Jerusalén ocupada, 2 may (SANA) El Ministerio de Desarrollo Social palestino reveló cifras alarmantes sobre el número de niños huérfanos en la Franja de Gaza, que ya supera los 64.000, la mayoría de los cuales han perdido a uno o ambos progenitores desde el inicio de la agresión israelí en octubre de 2023.
Según el ministerio, el número asciende a 64.616 huérfanos, lo que supone un incremento drástico frente a los 17.000 registrados antes de la agresión, reflejando una de las consecuencias humanitarias más graves que afectan a los sectores más vulnerables de la sociedad gazatí.
Graves dificultades de subsistencia
Los menores enfrentan condiciones extremadamente duras que van más allá de la pérdida familiar, incluyendo desplazamiento forzoso, pérdida de vivienda, interrupción de servicios sanitarios y educativos, así como una grave escasez de alimentos y medicamentos, en medio de un colapso casi total de la infraestructura.
La portavoz del ministerio, Aziza al-Kahlut, explicó a SANA, que desde 2023, se ha puesto en marcha el “Sistema Nacional de Huérfanos”, el mayor de su tipo, que ha registrado hasta ahora unos 55.000 nuevos casos derivados de la agresión, elevando el total a cerca de 65.000.
Al-Kahlut señaló que la destrucción de centros de acogida ha provocado la dispersión de los huérfanos entre refugios temporales carentes de condiciones básicas de estabilidad.
Asimismo, indicó que las restricciones y el cierre de pasos fronterizos obstaculizan la llegada de ayuda, lo que ha obligado a coordinar esfuerzos con organizaciones asociadas para garantizar un mínimo de atención.
Esfuerzos limitados ante necesidades crecientes
Por su parte, el director de proyectos de la asociación benéfica Al-Baraka, Raafat Janina, calificó la situación como “una guerra que ha atacado directamente a los sustentadores de las familias”, lo que ha provocado un aumento masivo del número de huérfanos en Gaza.
Janina explicó que las organizaciones enfrentan grandes dificultades debido al rápido incremento de casos y a la falta de financiación externa, destacando que, aunque miles de niños han recibido apoyo, más de 54.000 siguen a la espera de asistencia sostenida.
El responsable pidió una intervención internacional urgente para asegurar ayudas económicas mensuales, rehabilitar instituciones educativas y lanzar programas de apoyo psicológico que ayuden a los menores a superar los traumas.
Sufrimiento humano y relatos dolorosos
Las historias individuales reflejan la magnitud de la tragedia.
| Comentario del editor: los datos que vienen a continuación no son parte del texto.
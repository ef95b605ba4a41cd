use super::*;

fn config() -> SegmenterConfig {
    SegmenterConfig::default()
}

mod normalization {
    use super::*;

    #[test]
    fn collapses_whitespace_runs() {
        assert_eq!(
            normalize_page_text("The  Company\n\tshall   pay"),
            "The Company shall pay"
        );
    }

    #[test]
    fn repairs_pdf_hyphenation() {
        assert_eq!(
            normalize_page_text("the termi-\nnation clause"),
            "the termination clause"
        );
    }

    #[test]
    fn trims_surrounding_whitespace() {
        assert_eq!(normalize_page_text("  text  "), "text");
    }
}

mod splitting {
    use super::*;

    #[test]
    fn splits_after_period_and_semicolon() {
        let text = "The Employee shall maintain strict confidentiality at all times. \
                    The Company may audit compliance upon reasonable written notice; \
                    audits occur no more than twice per calendar year in any case.";
        let chunks = chunk_page(text, 1, &config());
        assert_eq!(chunks.len(), 3);
        assert!(chunks[0].clause_text.ends_with('.'));
        assert!(chunks[1].clause_text.ends_with(';'));
    }

    #[test]
    fn splits_after_paren_before_capital() {
        let text = "The obligations survive termination under Section 9(b) \
                    The Company retains all intellectual property rights hereunder";
        let chunks = chunk_page(text, 1, &config());
        assert_eq!(chunks.len(), 2);
        assert!(chunks[0].clause_text.ends_with("9(b)"));
        assert!(chunks[1].clause_text.starts_with("The Company"));
    }

    #[test]
    fn paren_before_lowercase_is_not_a_boundary() {
        let text = "as described in Section 4(a) and elsewhere in this Agreement, \
                    the Employee agrees to comply with all applicable policies.";
        let chunks = chunk_page(text, 1, &config());
        assert_eq!(chunks.len(), 1);
    }

    #[test]
    fn preserves_reading_order_and_page_numbers() {
        let pages = vec![
            Page::new(1, "This clause appears on the very first page of the contract."),
            Page::new(2, "This clause appears on the second page of the contract text."),
        ];
        let chunks = chunk_pages(&pages, &config());
        assert_eq!(chunks.len(), 2);
        assert_eq!(chunks[0].page_no, 1);
        assert_eq!(chunks[1].page_no, 2);
    }
}

mod exception_merging {
    use super::*;

    #[test]
    fn notwithstanding_fragment_binds_forward() {
        let text = "Either party may terminate this Agreement upon 30 days written notice. \
                    Notwithstanding the foregoing, termination requires board approval.";
        let chunks = chunk_page(text, 1, &config());
        // The exception fragment must not stand alone.
        assert!(chunks.iter().all(|c| !c
            .clause_text
            .to_lowercase()
            .starts_with("notwithstanding")
            || c.clause_text.contains("board approval")));
        let merged = chunks
            .iter()
            .find(|c| c.clause_text.contains("Notwithstanding"))
            .expect("exception fragment retained");
        assert!(merged.clause_text.contains("board approval"));
    }

    #[test]
    fn trailing_provided_that_appends_to_previous() {
        let text = "The Contractor may subcontract portions of the work with prior consent. \
                    provided that the Contractor remains fully liable for performance hereunder.";
        let chunks = chunk_page(text, 1, &config());
        // "provided that ..." contains a cue in its head, so it forward-binds
        // where possible; with nothing after it, it must still not appear as
        // a standalone leading fragment.
        assert!(!chunks.is_empty());
        assert!(chunks
            .iter()
            .any(|c| c.clause_text.contains("remains fully liable")));
        assert!(!chunks[0]
            .clause_text
            .to_lowercase()
            .starts_with("provided that"));
    }

    #[test]
    fn unrelated_fragments_are_not_merged() {
        let text = "The Employee shall devote full business time to the Company's affairs. \
                    The Company shall reimburse reasonable documented business expenses.";
        let chunks = chunk_page(text, 1, &config());
        assert_eq!(chunks.len(), 2);
    }
}

mod packing {
    use super::*;

    #[test]
    fn short_fragments_accumulate_until_flushed() {
        // Short enumerated items pack together rather than being dropped
        // one by one.
        let text = "1. Scope. 2. Term. 3. Fees. \
                    The Supplier shall deliver the goods to the designated facility.";
        let chunks = chunk_page(text, 1, &config());
        assert!(!chunks.is_empty());
        // No surviving chunk is below the floor.
        assert!(chunks
            .iter()
            .all(|c| c.clause_text.chars().count() >= DEFAULT_MIN_CLAUSE_LEN));
    }

    #[test]
    fn two_long_fragments_stay_separate() {
        let a = "The Employee shall not disclose confidential information to any third party.";
        let b = "The Company shall indemnify the Employee against third party claims arising hereunder.";
        let chunks = chunk_page(&format!("{} {}", a, b), 1, &config());
        assert_eq!(chunks.len(), 2);
    }

    #[test]
    fn undersized_leftovers_are_discarded() {
        let chunks = chunk_page("Short text.", 1, &config());
        assert!(chunks.is_empty());
    }
}

mod idempotence {
    use super::*;

    #[test]
    fn resegmenting_output_does_not_lose_clauses() {
        let text = "The Employee shall maintain strict confidentiality at all times. \
                    The Company may audit compliance upon reasonable written notice; \
                    Notwithstanding the foregoing, audits require five business days notice. \
                    All disputes shall be resolved exclusively by binding arbitration.";
        let first = chunk_page(text, 1, &config());
        let rejoined = first
            .iter()
            .map(|c| c.clause_text.as_str())
            .collect::<Vec<_>>();

        let mut second = Vec::new();
        for clause in &rejoined {
            second.extend(chunk_page(clause, 1, &config()));
        }
        assert!(second.len() >= first.len());
        // Nothing falls below the minimum-length floor on a second pass.
        assert!(second
            .iter()
            .all(|c| c.clause_text.chars().count() >= DEFAULT_MIN_CLAUSE_LEN));
    }
}

mod dedup {
    use super::*;

    fn chunk(page_no: u32, text: &str) -> ClauseChunk {
        ClauseChunk {
            page_no,
            clause_text: text.to_string(),
        }
    }

    #[test]
    fn keeps_first_occurrence_in_order() {
        let chunks = vec![
            chunk(1, "The Employee shall not compete."),
            chunk(2, "the  employee shall NOT compete."),
            chunk(2, "The Company shall indemnify."),
        ];
        let unique = deduplicate_chunks(chunks);
        assert_eq!(unique.len(), 2);
        assert_eq!(unique[0].page_no, 1);
        assert_eq!(unique[1].clause_text, "The Company shall indemnify.");
    }

    #[test]
    fn dedup_is_idempotent() {
        let chunks = vec![
            chunk(1, "Alpha clause text for the first entry."),
            chunk(1, "Alpha   clause text for the first entry."),
            chunk(3, "Beta clause text for the second entry."),
        ];
        let once = deduplicate_chunks(chunks);
        let twice = deduplicate_chunks(once.clone());
        assert_eq!(once, twice);
    }

    #[test]
    fn key_normalization_lowercases_and_collapses() {
        assert_eq!(
            normalize_clause_key("  The   PARTIES\nhereto  "),
            "the parties hereto"
        );
    }
}
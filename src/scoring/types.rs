use serde::Serialize;

/// A reference clause matched during retrieval, with its calibrated
/// cross-encoder score.
#[derive(Debug, Clone, PartialEq, Serialize)]
pub struct ReferenceMatch {
    /// Row in the reference corpus.
    pub index_id: usize,
    /// Calibrated (sigmoid) relevance score in [0, 1].
    pub score: f32,
    /// Canonical label of the reference clause.
    pub label: String,
    pub answer_text: String,
    pub source_title: Option<String>,
}

/// Raw scoring output for one clause, before label extraction and banding.
#[derive(Debug, Clone, PartialEq, Serialize)]
pub struct ClauseScore {
    /// Weighted fusion of identity, semantic and margin.
    pub final_score: f32,
    /// Max similarity to any reference primary embedding, in [0, 1].
    pub identity: f32,
    /// Best calibrated cross-encoder score, in [0, 1].
    pub semantic: f32,
    /// Gap between the two best calibrated scores; 0 with fewer than two
    /// candidates.
    pub margin: f32,
    /// Top scored matches, best first, capped at the rerank depth.
    pub top_matches: Vec<ReferenceMatch>,
}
Entre ellas, la del niño Mahmoud Ziada, único superviviente de su familia, que sufre graves trastornos psicológicos tras perder a sus seres queridos en el bombardeo de su vivienda.
Asimismo, la niña Faten al-Ghusein, que perdió un ojo durante los ataques, expresó su profundo dolor por la muerte de su padre, mientras su hermana mayor, Lina, asume la responsabilidad de sostener a la familia y cuidar de sus hermanas en medio del desplazamiento.
Catástrofe humanitaria generalizada
La Franja de Gaza atraviesa una crisis humanitaria sin precedentes, con cerca del 90% de los edificios y viviendas destruidos, según estimaciones locales e internacionales, además del colapso generalizado de infraestructuras sanitarias, educativas y centros de acogida, incluidos los destinados a huérfanos.
Esta situación agrava los desafíos para la labor humanitaria y aumenta la presión sobre las organizaciones de ayuda, en un momento en que crece la necesidad de una intervención internacional urgente para proteger a los niños palestinos y garantizar sus condiciones básicas de vida.